Signaling a potential end to a three-year standoff that caused December’s Democratic presidential debate to be moved off the UCLA campus, the union representing thousands of University of California patient-care workers announced a tentative labor agreement Tuesday.
The tentative deal would affect roughly 19,000 workers represented by the American Federation of State, County and Municipal Employees Local 3299. The same union announced a tentative deal last week affecting about 6,000 UC service workers.
“After nearly three years without a contract, AFSCME-represented UC service and patient care workers have now each succeeded in reaching agreements that strengthen middle class career pathways at UC and create enforceable reforms to staffing practices that have been entirely incompatible with UC’s core public mission,” union President Kathryn Lybarger said in a statement.
“This victory is a testament to our members’ commitment to their families, to each other and to the students and patients we are proud to serve each day,” she said.

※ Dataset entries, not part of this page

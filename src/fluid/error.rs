//! Error types for the SPH simulation.
//!
//! Construction of a simulation is the only fallible step of the physics core;
//! everything inside [`SphSimulation::step`](super::simulation::SphSimulation::step)
//! is total. I/O errors only come from the optional position recorder.

use std::path::PathBuf;

use bevy::prelude::*;
use thiserror::Error;

/// Result alias used throughout the crate.
pub type SphResult<T> = Result<T, SphError>;

/// Errors raised while building a simulation or writing its position log.
#[derive(Error, Debug)]
pub enum SphError {
    /// The lattice would contain no particles.
    #[error("particle count must be positive, got {count}")]
    InvalidParticleCount {
        /// Requested count (particles per axis, or total for explicit sets).
        count: usize,
    },

    /// A scalar parameter is outside its allowed range.
    #[error("parameter `{name}` must be {expected}, got {value}")]
    InvalidParameter {
        /// Parameter name as it appears in [`SphParams`](super::params::SphParams).
        name: &'static str,
        /// Allowed range, e.g. "positive and finite".
        expected: &'static str,
        /// Offending value.
        value: f32,
    },

    /// The domain box is empty or inverted on some axis.
    #[error("invalid domain box: min {min} must be strictly below max {max}")]
    InvalidDomain {
        /// Minimum corner.
        min: Vec3,
        /// Maximum corner.
        max: Vec3,
    },

    /// The initial lattice does not fit strictly inside the domain box.
    #[error(
        "a lattice of {particles_per_axis}^3 particles spanning {lattice_min}..{lattice_max} \
         does not fit strictly inside the domain box"
    )]
    LatticeOutsideDomain {
        /// Requested particles per axis.
        particles_per_axis: usize,
        /// Lowest lattice point.
        lattice_min: Vec3,
        /// Highest lattice point.
        lattice_max: Vec3,
    },

    /// An explicitly supplied particle violates the particle invariants.
    #[error("particle {index} is invalid: {reason}")]
    InvalidParticle {
        /// Index in the supplied collection.
        index: usize,
        /// What is wrong with it.
        reason: &'static str,
    },

    /// Writing the position log failed.
    #[error("position log I/O error on {path}: {source}")]
    Io {
        /// File being written.
        path: PathBuf,
        /// Underlying error.
        #[source]
        source: std::io::Error,
    },
}

impl SphError {
    /// Convenience constructor for [`SphError::Io`].
    pub fn io(path: impl Into<PathBuf>, source: std::io::Error) -> Self {
        Self::Io {
            path: path.into(),
            source,
        }
    }

    /// Checks that `value` is positive and finite.
    pub(crate) fn ensure_positive(name: &'static str, value: f32) -> SphResult<()> {
        if value.is_finite() && value > 0.0 {
            Ok(())
        } else {
            Err(Self::InvalidParameter {
                name,
                expected: "positive and finite",
                value,
            })
        }
    }
}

According to the university, the proposed labor deal with the patient-care workers would include a 6% across-the-board salary increase, annual 3% increases in years 2021-24, along with annual 2% experience-based increases in 2020-34. Service workers would see a 3% increase, plus an experience-based hike, along with annual 3% increases in years 2020-24 and annual 2% experience-based hikes in 2020-24.
“These tentative contracts, achieved through the hard work and good faith efforts of the AFSCME and UC negotiating teams, reflect how critically important UC employees are to meeting our mission,” UC Board of Regents Chairman John Perez said in a statement. “These agreements provide hardworking UC employees with the benefits and protections they deserve, and it moves UC closer to being the kind of employer we need to be.”
The patient-care workers will vote on the proposed agreement Feb. 4 and Feb. 6, according to the union. The service workers are scheduled to vote on their proposed labor deal on Thursday.
According to the union, the proposed deal with the patient-care workers and also provides “enforceable limits on UC’s ability to outsource service jobs to private contractors.”
The labor dispute made national headlines in December when Democratic presidential candidates vowed not to attend a debate scheduled on the UCLA campus, saying they wanted to honor the union’s continued call for a boycott of UC facilities.
The debate was moved to Loyola Marymount University, where a smaller union dispute briefly threatened the event, but the labor issue was resolved prior to the nationally televised gathering.